Seismic Response of High Rise Steel Buildings Including Second-Order Effects

Abstract

The objective of this research was to study the static and dynamic response of high rise steel buildings due to earthquake excitation considering second-order effects. Different analysis procedures were considered for response analysis including linear and nonlinear procedures. The “amplified first-order” analysis was investigated with the “second-order” analysis, which includes geometric nonlinearity and P-Delta effects. Second-order analysis with linear and nonlinear time history analysis including P-Delta effects was accounted for in this study. Different composite steel building models with different heights up to 50 story and different bracing configurations were analyzed. Finite element approach by using ETABS software was used to conduct this study.

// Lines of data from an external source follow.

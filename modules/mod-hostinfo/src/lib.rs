//! Basic host facts from `/etc/os-release`, `uname`, and `/proc`.
//!
//! Everything here is best-effort: a field that cannot be read is simply
//! absent from the result.

use etc_os_release::OsRelease;
use log::debug;
use portracker_sdk::{Cache, SystemInfo};
use procfs::{Current, CpuInfo, Meminfo, Uptime};
use rustix::system::uname;
use std::time::Duration;

/// Identity signals the collector selector scores against.
#[derive(Debug, Clone, Default)]
pub struct HostFingerprint {
    pub kernel_release: String,
    pub hostname: String,
    pub os_name: Option<String>,
    pub os_pretty_name: Option<String>,
}

impl HostFingerprint {
    /// Case-insensitive match against the kernel release string.
    pub fn kernel_contains(&self, needle: &str) -> bool {
        self.kernel_release
            .to_ascii_lowercase()
            .contains(&needle.to_ascii_lowercase())
    }

    /// Case-insensitive match against the os-release name and pretty name.
    pub fn os_release_contains(&self, needle: &str) -> bool {
        let needle = needle.to_ascii_lowercase();
        self.os_name
            .as_deref()
            .is_some_and(|v| v.to_ascii_lowercase().contains(&needle))
            || self
                .os_pretty_name
                .as_deref()
                .is_some_and(|v| v.to_ascii_lowercase().contains(&needle))
    }
}

pub fn fingerprint() -> HostFingerprint {
    let uname = uname();
    let os_release = OsRelease::open().ok();
    HostFingerprint {
        kernel_release: uname.release().to_string_lossy().to_string(),
        hostname: uname.nodename().to_string_lossy().to_string(),
        os_name: os_release.as_ref().map(|os| os.name().to_string()),
        os_pretty_name: os_release.as_ref().map(|os| os.pretty_name().to_string()),
    }
}

/// System info for the report header: memory from the memory-info file, CPU
/// model from the CPU-info file, uptime from the uptime file. Cached under
/// the operator-configurable upper-layer TTL.
pub fn system_info(cache: &Cache, ttl_ms: u64) -> SystemInfo {
    cache
        .get_or_set("hostinfo:system", Some(Duration::from_millis(ttl_ms)), || {
            Some(read_system_info())
        })
        .map(|arc| (*arc).clone())
        .unwrap_or_default()
}

fn read_system_info() -> SystemInfo {
    let fp = fingerprint();
    let meminfo = Meminfo::current().ok();
    let uptime = Uptime::current().ok();
    let cpu_model = CpuInfo::current()
        .ok()
        .and_then(|info| info.model_name(0).map(ToOwned::to_owned));
    debug!("collected host facts for {}", fp.hostname);

    SystemInfo {
        hostname: Some(fp.hostname),
        os_name: fp.os_pretty_name,
        kernel: Some(fp.kernel_release),
        cpu_model,
        memory_total_bytes: meminfo.as_ref().map(|m| m.mem_total),
        memory_available_bytes: meminfo.as_ref().and_then(|m| m.mem_available),
        uptime_seconds: uptime.map(|u| u.uptime as u64),
    }
}

#[cfg(test)]
mod tests {
    use super::*;

    #[test]
    fn fingerprint_matching_is_case_insensitive() {
        let fp = HostFingerprint {
            kernel_release: "6.6.44-production+truenas".to_string(),
            hostname: "nas".to_string(),
            os_name: Some("Debian GNU/Linux".to_string()),
            os_pretty_name: Some("TrueNAS SCALE 24.04".to_string()),
        };
        assert!(fp.kernel_contains("TrueNAS"));
        assert!(fp.os_release_contains("truenas scale"));
        assert!(!fp.os_release_contains("ubuntu"));
    }

    #[test]
    fn empty_fingerprint_matches_nothing() {
        let fp = HostFingerprint::default();
        assert!(!fp.kernel_contains("truenas"));
        assert!(!fp.os_release_contains("truenas"));
    }
}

The study revealed that the amplified first-order analysis results compare well with second-order analysis without P-Delta effect for buildings up to 30 stories, for taller buildings, generally, the amplified first-order analysis results for building displacements and story drifts were about 20% greater. Nonlinear second-order analysis with P-Delta effect showed that building displacements and story drifts were increased as the number of the building stories increased and that P-Delta effects were obvious and more significant for 20 story buildings or taller. For time-domain seismic analysis, nonlinear time-history analysis with P-Delta effects yield higher values for building lateral displacements and story drifts when compared with linear and nonlinear time-history analysis without P-Delta effect especially for buildings taller than 20 stories. Generally, including P-Delta effects in the nonlinear time-history analysis found to increase maximum building displacements by 10% and 8% as an average values for forty and fifty story buildings, respectively.